■ WHAT YOU WILL DO
If a line in the entries below holds the string "nchannel", copy it.
——
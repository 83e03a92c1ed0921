//! `validate` command implementation.

use anyhow::{Context, Result};
use serde::Serialize;
use tracing::info;

use crate::cli::ValidateArgs;

/// Validation result for JSON output
#[derive(Serialize)]
struct ValidationResult {
    valid: bool,
    config_path: String,
    #[serde(skip_serializing_if = "Option::is_none")]
    error: Option<String>,
    #[serde(skip_serializing_if = "Option::is_none")]
    warnings: Option<Vec<String>>,
    #[serde(skip_serializing_if = "Option::is_none")]
    summary: Option<ConfigSummary>,
}

#[derive(Serialize)]
struct ConfigSummary {
    version: String,
    chat_server: String,
    channel: String,
    database_url: String,
    batch_size: usize,
    flush_interval_secs: u64,
    queue_capacity: usize,
}

/// Execute the `validate` command
pub fn run_validate(args: &ValidateArgs) -> Result<()> {
    info!(config = %args.config.display(), "Validating configuration");

    let result = validate_config(args);

    if args.json {
        let json = serde_json::to_string_pretty(&result)
            .context("Failed to serialize validation result")?;
        println!("{}", json);
    } else {
        print_validation_result(&result);
    }

    if result.valid {
        Ok(())
    } else {
        anyhow::bail!("Configuration validation failed")
    }
}

fn validate_config(args: &ValidateArgs) -> ValidationResult {
    let config_path = args.config.display().to_string();

    if !args.config.exists() {
        return ValidationResult {
            valid: false,
            config_path,
            error: Some(format!("File not found: {}", args.config.display())),
            warnings: None,
            summary: None,
        };
    }

    match config_loader::ConfigLoader::load_from_path(&args.config) {
        Ok(blueprint) => {
            let warnings = collect_warnings(&blueprint);

            ValidationResult {
                valid: true,
                config_path,
                error: None,
                warnings: if warnings.is_empty() {
                    None
                } else {
                    Some(warnings)
                },
                summary: Some(ConfigSummary {
                    version: format!("{:?}", blueprint.version),
                    chat_server: format!("{}:{}", blueprint.chat.host, blueprint.chat.port),
                    channel: blueprint.chat.channel.clone(),
                    database_url: blueprint.storage.database_url.clone(),
                    batch_size: blueprint.batch.size,
                    flush_interval_secs: blueprint.batch.flush_interval_secs,
                    queue_capacity: blueprint.batch.queue_capacity,
                }),
            }
        }
        Err(e) => ValidationResult {
            valid: false,
            config_path,
            error: Some(e.to_string()),
            warnings: None,
            summary: None,
        },
    }
}

/// Collect configuration warnings (non-fatal issues)
fn collect_warnings(blueprint: &contracts::ServiceBlueprint) -> Vec<String> {
    let mut warnings = Vec::new();

    if blueprint.chat.token.is_none() {
        warnings.push(
            "No chat token configured - connecting anonymously, most servers reject writes"
                .to_string(),
        );
    }

    if blueprint.batch.size == 1 {
        warnings.push("batch.size is 1 - every event commits its own transaction".to_string());
    }

    if blueprint.control.metrics_port.is_none() {
        warnings.push("No metrics port configured - Prometheus endpoint disabled".to_string());
    }

    warnings
}

fn print_validation_result(result: &ValidationResult) {
    if result.valid {
        println!("✓ Configuration is valid: {}", result.config_path);

        if let Some(ref summary) = result.summary {
            println!("\n  Version: {}", summary.version);
            println!("  Chat server: {}", summary.chat_server);
            println!("  Channel: #{}", summary.channel);
            println!("  Database: {}", summary.database_url);
            println!("  Batch size: {}", summary.batch_size);
            println!("  Flush interval: {}s", summary.flush_interval_secs);
            println!("  Queue capacity: {}", summary.queue_capacity);
        }

        if let Some(ref warnings) = result.warnings {
            println!("\n⚠ Warnings:");
            for warning in warnings {
                println!("  - {}", warning);
            }
        }
    } else {
        println!("✗ Configuration is invalid: {}", result.config_path);
        if let Some(ref error) = result.error {
            println!("\n  Error: {}", error);
        }
    }
}

#[cfg(test)]
mod tests {
    use super::*;
    use std::io::Write;

    fn args_for(path: &std::path::Path, json: bool) -> ValidateArgs {
        ValidateArgs {
            config: path.to_path_buf(),
            json,
        }
    }

    #[test]
    fn missing_file_is_invalid() {
        let args = args_for(std::path::Path::new("/nonexistent/config.toml"), false);
        let result = validate_config(&args);
        assert!(!result.valid);
        assert!(result.error.unwrap().contains("File not found"));
    }

    #[test]
    fn minimal_config_validates_with_warnings() {
        let mut file = tempfile::Builder::new().suffix(".toml").tempfile().unwrap();
        writeln!(
            file,
            "[chat]\nnickname = \"bot\"\nchannel = \"general\"\n"
        )
        .unwrap();

        let args = args_for(file.path(), false);
        let result = validate_config(&args);
        assert!(result.valid);

        let summary = result.summary.unwrap();
        assert_eq!(summary.batch_size, 5);
        assert_eq!(summary.flush_interval_secs, 10);

        // Anonymous token and missing metrics port both warn
        let warnings = result.warnings.unwrap();
        assert!(warnings.iter().any(|w| w.contains("anonymously")));
    }

    #[test]
    fn invalid_config_reports_error() {
        let mut file = tempfile::Builder::new().suffix(".toml").tempfile().unwrap();
        writeln!(
            file,
            "[chat]\nnickname = \"\"\nchannel = \"general\"\n"
        )
        .unwrap();

        let args = args_for(file.path(), false);
        let result = validate_config(&args);
        assert!(!result.valid);
        assert!(result.error.is_some());
    }
}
——
■ ANSWER SPACE
            "[chat]\nnickname = \"bot\"\nchannel = \"general\"\n"
            "[chat]\nnickname = \"\"\nchannel = \"general\"\n"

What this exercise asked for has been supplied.